_ASSIGNMENT_:
Please find every line in the entries below that contains the string "verbose", and copy it.

*** INPUT DATA ***

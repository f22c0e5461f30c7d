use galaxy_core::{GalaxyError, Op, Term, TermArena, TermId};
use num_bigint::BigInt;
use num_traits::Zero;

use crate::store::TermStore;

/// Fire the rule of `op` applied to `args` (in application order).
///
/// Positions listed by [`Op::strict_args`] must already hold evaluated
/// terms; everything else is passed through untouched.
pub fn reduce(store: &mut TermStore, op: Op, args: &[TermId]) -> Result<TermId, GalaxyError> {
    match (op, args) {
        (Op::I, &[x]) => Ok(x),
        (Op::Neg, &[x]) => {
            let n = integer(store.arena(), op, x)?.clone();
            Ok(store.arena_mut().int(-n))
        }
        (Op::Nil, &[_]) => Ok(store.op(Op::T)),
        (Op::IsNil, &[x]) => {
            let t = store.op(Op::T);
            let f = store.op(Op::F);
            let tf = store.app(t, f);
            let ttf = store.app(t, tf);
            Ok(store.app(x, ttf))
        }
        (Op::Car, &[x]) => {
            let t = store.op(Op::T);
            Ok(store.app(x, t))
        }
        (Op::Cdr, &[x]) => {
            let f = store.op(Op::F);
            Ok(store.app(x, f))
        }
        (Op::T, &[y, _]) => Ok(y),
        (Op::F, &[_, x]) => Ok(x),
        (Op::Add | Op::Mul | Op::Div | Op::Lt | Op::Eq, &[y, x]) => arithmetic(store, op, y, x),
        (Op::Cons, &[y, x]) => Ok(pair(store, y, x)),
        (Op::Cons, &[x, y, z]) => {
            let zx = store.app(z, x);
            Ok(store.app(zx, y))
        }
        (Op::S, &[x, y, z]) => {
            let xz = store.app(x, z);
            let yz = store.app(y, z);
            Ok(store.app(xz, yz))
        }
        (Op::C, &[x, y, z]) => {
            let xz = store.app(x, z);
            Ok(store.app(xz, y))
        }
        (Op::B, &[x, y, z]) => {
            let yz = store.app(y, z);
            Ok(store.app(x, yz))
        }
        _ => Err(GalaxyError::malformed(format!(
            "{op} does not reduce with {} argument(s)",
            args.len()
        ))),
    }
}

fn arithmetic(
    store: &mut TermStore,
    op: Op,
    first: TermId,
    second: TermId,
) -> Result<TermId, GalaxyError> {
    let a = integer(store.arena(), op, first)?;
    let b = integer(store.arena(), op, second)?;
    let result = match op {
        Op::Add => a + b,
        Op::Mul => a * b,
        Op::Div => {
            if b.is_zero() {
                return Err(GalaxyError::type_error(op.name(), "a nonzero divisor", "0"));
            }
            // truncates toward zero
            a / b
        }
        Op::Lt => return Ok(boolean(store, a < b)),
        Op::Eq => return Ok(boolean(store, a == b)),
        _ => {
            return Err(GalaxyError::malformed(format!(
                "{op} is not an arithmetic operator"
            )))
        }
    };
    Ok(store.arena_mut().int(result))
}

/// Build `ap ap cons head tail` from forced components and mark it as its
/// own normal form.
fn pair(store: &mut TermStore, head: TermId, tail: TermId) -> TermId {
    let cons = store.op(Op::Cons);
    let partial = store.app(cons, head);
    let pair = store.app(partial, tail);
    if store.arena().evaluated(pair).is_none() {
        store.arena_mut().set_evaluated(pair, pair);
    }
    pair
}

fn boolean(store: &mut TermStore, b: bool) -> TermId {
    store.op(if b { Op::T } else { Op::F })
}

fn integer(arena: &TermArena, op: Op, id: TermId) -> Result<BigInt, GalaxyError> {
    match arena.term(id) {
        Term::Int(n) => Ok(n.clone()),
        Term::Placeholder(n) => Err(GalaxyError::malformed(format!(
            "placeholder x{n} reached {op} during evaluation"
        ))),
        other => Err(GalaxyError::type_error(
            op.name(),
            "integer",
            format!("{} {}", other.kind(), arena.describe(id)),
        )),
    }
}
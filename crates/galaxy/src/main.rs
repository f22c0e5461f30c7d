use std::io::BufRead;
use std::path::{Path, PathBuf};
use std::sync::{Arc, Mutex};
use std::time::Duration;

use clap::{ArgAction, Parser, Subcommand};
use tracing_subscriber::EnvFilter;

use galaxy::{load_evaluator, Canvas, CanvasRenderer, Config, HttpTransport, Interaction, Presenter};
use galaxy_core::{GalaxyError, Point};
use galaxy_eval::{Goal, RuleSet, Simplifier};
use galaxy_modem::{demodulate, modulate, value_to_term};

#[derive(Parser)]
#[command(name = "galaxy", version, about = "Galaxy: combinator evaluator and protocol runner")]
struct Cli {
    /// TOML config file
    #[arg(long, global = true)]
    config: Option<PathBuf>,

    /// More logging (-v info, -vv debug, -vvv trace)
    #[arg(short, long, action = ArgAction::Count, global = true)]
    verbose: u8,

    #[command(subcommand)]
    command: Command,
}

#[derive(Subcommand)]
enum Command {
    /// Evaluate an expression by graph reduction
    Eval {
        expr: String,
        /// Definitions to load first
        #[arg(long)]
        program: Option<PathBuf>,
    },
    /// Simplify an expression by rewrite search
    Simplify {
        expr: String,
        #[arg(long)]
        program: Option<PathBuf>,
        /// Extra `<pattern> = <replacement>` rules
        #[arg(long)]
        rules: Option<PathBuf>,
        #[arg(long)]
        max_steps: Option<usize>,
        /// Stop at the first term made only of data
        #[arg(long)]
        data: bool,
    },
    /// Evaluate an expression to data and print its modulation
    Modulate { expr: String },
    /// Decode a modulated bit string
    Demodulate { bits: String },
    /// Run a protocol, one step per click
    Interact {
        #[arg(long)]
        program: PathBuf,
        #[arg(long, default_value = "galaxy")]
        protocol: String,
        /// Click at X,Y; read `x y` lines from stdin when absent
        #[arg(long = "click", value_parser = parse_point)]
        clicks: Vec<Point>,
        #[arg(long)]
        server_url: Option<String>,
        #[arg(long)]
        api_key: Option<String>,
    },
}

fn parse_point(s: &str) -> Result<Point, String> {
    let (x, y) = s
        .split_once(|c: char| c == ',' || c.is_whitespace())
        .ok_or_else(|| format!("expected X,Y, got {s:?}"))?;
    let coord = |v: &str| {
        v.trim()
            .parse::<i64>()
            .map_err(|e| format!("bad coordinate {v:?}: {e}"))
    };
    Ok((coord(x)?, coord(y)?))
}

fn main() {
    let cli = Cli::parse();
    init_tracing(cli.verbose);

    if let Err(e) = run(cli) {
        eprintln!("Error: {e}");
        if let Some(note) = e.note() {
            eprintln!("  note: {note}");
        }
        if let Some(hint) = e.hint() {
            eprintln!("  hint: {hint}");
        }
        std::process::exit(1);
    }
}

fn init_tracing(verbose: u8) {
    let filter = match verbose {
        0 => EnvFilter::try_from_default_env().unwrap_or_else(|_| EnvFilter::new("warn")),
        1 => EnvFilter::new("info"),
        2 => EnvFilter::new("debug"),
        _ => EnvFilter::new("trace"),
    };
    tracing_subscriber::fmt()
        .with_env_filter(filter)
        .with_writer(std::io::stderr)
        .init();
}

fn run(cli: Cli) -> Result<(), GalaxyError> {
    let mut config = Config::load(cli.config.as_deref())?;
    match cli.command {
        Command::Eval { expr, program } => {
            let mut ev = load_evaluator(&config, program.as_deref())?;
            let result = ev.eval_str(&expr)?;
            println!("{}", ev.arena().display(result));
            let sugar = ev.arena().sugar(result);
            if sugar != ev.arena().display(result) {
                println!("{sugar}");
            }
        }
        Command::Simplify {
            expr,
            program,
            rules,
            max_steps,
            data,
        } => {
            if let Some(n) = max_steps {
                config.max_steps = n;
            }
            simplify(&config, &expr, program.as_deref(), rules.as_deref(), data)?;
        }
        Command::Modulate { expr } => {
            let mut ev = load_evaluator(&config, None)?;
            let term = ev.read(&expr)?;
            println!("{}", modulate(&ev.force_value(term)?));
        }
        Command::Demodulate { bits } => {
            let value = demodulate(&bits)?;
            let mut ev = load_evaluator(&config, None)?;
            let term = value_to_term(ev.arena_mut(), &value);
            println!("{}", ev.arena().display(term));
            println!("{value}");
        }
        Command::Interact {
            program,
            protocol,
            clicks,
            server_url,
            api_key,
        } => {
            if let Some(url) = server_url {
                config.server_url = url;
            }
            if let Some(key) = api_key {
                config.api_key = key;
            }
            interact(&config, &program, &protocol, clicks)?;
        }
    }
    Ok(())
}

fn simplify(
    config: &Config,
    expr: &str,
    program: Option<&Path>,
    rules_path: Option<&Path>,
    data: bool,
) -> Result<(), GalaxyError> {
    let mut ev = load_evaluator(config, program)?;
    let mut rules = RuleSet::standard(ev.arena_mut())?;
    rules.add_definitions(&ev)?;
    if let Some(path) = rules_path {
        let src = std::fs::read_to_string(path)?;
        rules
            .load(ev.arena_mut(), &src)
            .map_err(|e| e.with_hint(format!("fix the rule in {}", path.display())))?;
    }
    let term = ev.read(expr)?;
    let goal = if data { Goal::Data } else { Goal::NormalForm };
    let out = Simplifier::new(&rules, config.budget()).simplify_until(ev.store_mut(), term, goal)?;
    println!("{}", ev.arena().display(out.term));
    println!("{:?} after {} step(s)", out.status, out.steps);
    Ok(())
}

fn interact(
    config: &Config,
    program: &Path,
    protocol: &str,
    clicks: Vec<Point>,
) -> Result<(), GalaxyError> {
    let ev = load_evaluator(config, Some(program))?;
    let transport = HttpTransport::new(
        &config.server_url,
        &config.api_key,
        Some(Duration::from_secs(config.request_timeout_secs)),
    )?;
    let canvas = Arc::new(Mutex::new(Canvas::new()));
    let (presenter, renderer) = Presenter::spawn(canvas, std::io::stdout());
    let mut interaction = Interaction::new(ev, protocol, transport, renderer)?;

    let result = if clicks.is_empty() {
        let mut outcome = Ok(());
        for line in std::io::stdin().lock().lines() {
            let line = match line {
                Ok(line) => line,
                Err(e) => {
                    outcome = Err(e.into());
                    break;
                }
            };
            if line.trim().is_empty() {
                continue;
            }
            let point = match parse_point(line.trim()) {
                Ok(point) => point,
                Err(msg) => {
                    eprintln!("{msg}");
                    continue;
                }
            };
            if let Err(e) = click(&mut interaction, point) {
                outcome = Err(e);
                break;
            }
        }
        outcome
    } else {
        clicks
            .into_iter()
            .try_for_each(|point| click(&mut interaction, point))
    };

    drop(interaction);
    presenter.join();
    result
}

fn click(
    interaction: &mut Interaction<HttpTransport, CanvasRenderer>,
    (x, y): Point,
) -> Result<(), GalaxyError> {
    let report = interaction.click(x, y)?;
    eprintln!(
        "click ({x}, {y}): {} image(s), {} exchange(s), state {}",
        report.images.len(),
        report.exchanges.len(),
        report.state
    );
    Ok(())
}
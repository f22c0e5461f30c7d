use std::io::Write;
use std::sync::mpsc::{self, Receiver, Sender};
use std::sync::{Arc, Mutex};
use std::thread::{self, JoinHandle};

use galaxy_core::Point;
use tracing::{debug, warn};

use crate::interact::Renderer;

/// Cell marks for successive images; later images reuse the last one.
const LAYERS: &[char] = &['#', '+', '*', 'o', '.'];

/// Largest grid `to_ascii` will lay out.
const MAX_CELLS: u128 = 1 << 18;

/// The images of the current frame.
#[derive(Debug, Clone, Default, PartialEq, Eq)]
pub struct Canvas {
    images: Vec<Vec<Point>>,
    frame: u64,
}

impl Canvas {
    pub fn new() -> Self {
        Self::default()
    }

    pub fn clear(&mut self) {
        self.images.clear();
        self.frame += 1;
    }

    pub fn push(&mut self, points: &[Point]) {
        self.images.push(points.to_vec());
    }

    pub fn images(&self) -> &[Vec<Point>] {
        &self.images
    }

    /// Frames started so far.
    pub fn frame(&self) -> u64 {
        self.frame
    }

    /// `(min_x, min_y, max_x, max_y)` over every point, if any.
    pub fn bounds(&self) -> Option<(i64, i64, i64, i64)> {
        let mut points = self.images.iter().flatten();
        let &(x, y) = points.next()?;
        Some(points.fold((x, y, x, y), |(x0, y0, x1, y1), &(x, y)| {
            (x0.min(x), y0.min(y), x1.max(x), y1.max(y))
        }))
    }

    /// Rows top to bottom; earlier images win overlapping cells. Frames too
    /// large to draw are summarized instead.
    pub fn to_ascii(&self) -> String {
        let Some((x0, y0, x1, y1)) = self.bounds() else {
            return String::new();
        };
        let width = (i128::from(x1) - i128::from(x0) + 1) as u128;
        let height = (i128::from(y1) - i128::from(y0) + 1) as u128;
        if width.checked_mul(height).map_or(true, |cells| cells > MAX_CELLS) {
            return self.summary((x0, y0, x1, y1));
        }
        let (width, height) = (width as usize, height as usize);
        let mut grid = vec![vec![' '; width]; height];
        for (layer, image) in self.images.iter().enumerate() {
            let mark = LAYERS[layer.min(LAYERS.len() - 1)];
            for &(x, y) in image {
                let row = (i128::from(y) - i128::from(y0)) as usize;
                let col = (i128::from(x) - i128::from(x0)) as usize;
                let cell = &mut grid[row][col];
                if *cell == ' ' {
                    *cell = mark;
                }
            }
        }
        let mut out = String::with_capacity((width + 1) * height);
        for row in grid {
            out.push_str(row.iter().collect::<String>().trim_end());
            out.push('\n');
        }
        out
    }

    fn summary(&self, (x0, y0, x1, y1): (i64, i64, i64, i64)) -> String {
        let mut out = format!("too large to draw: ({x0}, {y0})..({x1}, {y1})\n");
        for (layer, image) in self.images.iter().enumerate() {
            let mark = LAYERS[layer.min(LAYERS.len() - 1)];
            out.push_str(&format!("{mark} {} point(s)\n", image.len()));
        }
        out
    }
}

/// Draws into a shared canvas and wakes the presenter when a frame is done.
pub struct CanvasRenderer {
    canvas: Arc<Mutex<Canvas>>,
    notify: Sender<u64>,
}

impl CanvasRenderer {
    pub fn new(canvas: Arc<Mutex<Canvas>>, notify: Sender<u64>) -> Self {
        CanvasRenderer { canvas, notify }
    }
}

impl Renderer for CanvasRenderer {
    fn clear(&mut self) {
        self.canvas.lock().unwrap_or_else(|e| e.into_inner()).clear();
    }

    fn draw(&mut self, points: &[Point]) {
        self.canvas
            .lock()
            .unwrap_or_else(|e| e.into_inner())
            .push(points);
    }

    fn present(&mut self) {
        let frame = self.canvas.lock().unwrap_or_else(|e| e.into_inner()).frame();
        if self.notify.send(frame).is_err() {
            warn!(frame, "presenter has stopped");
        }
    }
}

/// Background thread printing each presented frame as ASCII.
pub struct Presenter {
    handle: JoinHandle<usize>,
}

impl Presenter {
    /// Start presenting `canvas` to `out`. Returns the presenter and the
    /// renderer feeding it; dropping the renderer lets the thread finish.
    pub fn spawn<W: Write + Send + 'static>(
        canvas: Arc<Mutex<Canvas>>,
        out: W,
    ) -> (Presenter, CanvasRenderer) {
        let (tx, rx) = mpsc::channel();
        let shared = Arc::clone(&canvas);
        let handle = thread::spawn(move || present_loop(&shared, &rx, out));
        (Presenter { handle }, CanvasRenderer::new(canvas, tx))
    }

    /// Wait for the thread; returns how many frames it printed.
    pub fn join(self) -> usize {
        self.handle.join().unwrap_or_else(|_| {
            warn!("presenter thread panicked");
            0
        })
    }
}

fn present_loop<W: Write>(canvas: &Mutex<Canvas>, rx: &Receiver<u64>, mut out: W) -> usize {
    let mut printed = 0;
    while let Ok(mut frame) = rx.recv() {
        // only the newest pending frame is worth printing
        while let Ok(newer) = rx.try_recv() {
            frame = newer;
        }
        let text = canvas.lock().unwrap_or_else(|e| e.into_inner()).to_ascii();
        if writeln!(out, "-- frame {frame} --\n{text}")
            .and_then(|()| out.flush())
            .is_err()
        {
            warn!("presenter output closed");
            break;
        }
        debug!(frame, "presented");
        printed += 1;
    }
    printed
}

*** End of INPUT DATA ***

_EXPECTED ANSWER_:
    verbose: u8,
    init_tracing(cli.verbose);
fn init_tracing(verbose: u8) {
    let filter = match verbose {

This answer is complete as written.